HipHopCanada: Are you trying to focus on the raps alone or are you planning on branching out into other elements of the game as well?
Young Tony: I’ve been thinking about trying to hit the boards and make some beats lately, I just haven’t had the time to get it all started. I want to set up a professional studio in my lifetime; it’s just not a main focus as yet. I also have plans to start an adult video production company in the near future. Hoes can holla; I’ll make you famous.
HipHopCanada: Some quick questions to wrap it up…First album you ever bought? Last album?
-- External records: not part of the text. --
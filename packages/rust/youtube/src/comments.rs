//! Raw item retrieval through `commentThreads`.

use async_trait::async_trait;
use serde_json::Value;
use tracing::{info, instrument, warn};

use bitfunnel_shared::{Candidate, ItemOrder, ItemRetrievalProvider, Result};

use crate::YouTubeProvider;

/// Data API hard cap on `maxResults` for `commentThreads`.
const PAGE_SIZE: usize = 100;

#[async_trait]
impl ItemRetrievalProvider for YouTubeProvider {
    /// Pages through top-level comments until `max_items` or the last page.
    /// A failing page keeps what was already fetched; a failing first page
    /// is an error.
    #[instrument(skip_all, fields(candidate = %candidate.id, max_items = max_items))]
    async fn fetch_items(
        &self,
        candidate: &Candidate,
        max_items: usize,
        order: ItemOrder,
    ) -> Result<Vec<String>> {
        let mut items: Vec<String> = Vec::new();
        let mut page_token: Option<String> = None;

        while items.len() < max_items {
            let mut params = vec![
                ("part", "snippet".to_string()),
                ("videoId", candidate.id.clone()),
                ("maxResults", PAGE_SIZE.min(max_items - items.len()).to_string()),
                ("order", order.as_str().to_string()),
                ("textFormat", "plainText".to_string()),
            ];
            if let Some(token) = &page_token {
                params.push(("pageToken", token.clone()));
            }

            let body = match self.get_resource("commentThreads", &params).await {
                Ok(body) => body,
                Err(e) if items.is_empty() => return Err(e),
                Err(e) => {
                    warn!(error = %e, fetched = items.len(), "comment page failed, keeping partial pool");
                    break;
                }
            };

            let page = body
                .get("items")
                .and_then(Value::as_array)
                .map(Vec::as_slice)
                .unwrap_or_default();
            items.extend(page.iter().filter_map(comment_text));

            page_token = body
                .get("nextPageToken")
                .and_then(Value::as_str)
                .map(String::from);
            if page_token.is_none() || page.is_empty() {
                break;
            }
        }

        items.truncate(max_items);
        info!(fetched = items.len(), "comments fetched");
        Ok(items)
    }
}

fn comment_text(thread: &Value) -> Option<String> {
    thread
        .pointer("/snippet/topLevelComment/snippet/textDisplay")
        .and_then(Value::as_str)
        .map(str::trim)
        .filter(|text| !text.is_empty())
        .map(String::from)
}
//! Volume reduction: bound a raw item pool before generation.

use std::sync::Arc;

use serde_json::Value;
use tracing::{debug, info, instrument, warn};

use bitfunnel_judgment::{JudgmentClient, JudgmentRequest, ResponseShape, submit_structured};
use bitfunnel_shared::{FunnelError, Result, StageSettings};

use crate::prompts;

pub struct VolumeReductionStage {
    client: Arc<dyn JudgmentClient>,
    settings: StageSettings,
}

impl VolumeReductionStage {
    pub fn new(client: Arc<dyn JudgmentClient>, settings: StageSettings) -> Self {
        Self { client, settings }
    }

    /// Reduce `items` to at most `target` entries.
    ///
    /// Pools already within `target` are returned unchanged without a
    /// judgment call. Any failure falls back to the first `target` items.
    #[instrument(skip_all, fields(items = items.len(), target = target))]
    pub async fn reduce(&self, items: Vec<String>, target: usize) -> Vec<String> {
        if items.len() <= target {
            debug!("pool within target, skipping reduction");
            return items;
        }

        match self.select(&items, target).await {
            Ok(selected) => {
                info!(selected = selected.len(), "reduction complete");
                selected
            }
            Err(e) => {
                warn!(error = %e, "reduction failed, keeping leading items");
                let mut items = items;
                items.truncate(target);
                items
            }
        }
    }

    async fn select(&self, items: &[String], target: usize) -> Result<Vec<String>> {
        let request = JudgmentRequest::new(
            prompts::REDUCTION_SYSTEM,
            prompts::reduction(items, target),
            ResponseShape::Object,
            &self.settings,
        );
        let value = submit_structured(self.client.as_ref(), &request).await?;

        let selected = value
            .get("selected_items")
            .and_then(Value::as_array)
            .ok_or_else(|| FunnelError::parse("reply has no selected_items array"))?;

        let mut selected: Vec<String> = selected
            .iter()
            .filter_map(Value::as_str)
            .map(str::trim)
            .filter(|s| !s.is_empty())
            .map(String::from)
            .collect();

        if selected.is_empty() {
            return Err(FunnelError::EmptyResult("no items selected".into()));
        }
        selected.truncate(target);
        Ok(selected)
    }
}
Young Tony: Kris Kross or Another Bad Creation, I can’t remember which one was the first. Last album I bought was Beanie Sigel’s newest shit, The B Coming.
HipHopCanada: Favourite album? Least Favourite Album?
Young Tony: I have a couple favourite albums. Sticky Fingaz Black Trash is the most creative album of all time. It’s by far my favourite album. I can’t wait to see his new movie, A Day in the Life. Slick Rick Art of Storytelling is another one. Joe Budden’s album was murder, as well as Nas’ second album, It Was Written. For the record, “I Gave You Power” is the greatest song ever recorded.
HipHopCanada: Last book you read? Favourite dish?
Young Tony: Last book I read was Monster by Kody Scott. He’s a real nigga. He’s like Scarface, the gangbanging version. It’s an autobiography. I don’t have a favourite dish; I just love food and carrot juice.
HipHopCanada: Gear and fades… Who holds it down for Young Tony in Toronto?
Ceesay’s on Eglinton West holds me down for gear. I get my haircut anywhere with a chair and clippers, but Cut Creators in Scarborough have the best barbers in the city. On Midland, just south of Eglinton.
HipHopCanada: Thank you for coming through. Any shout-outs?
Young Tony: Yeah, shout-out to No Sweat Entertainment, they’ll be doing big things this year. Look out for J-Pockets and Tek’s new mixtapes. Shout-out my nigga Blits, he’s doing his rap thing. You can check him out on the Deep Pockets website, under the Videos section. Shout-out any artists who represent the city.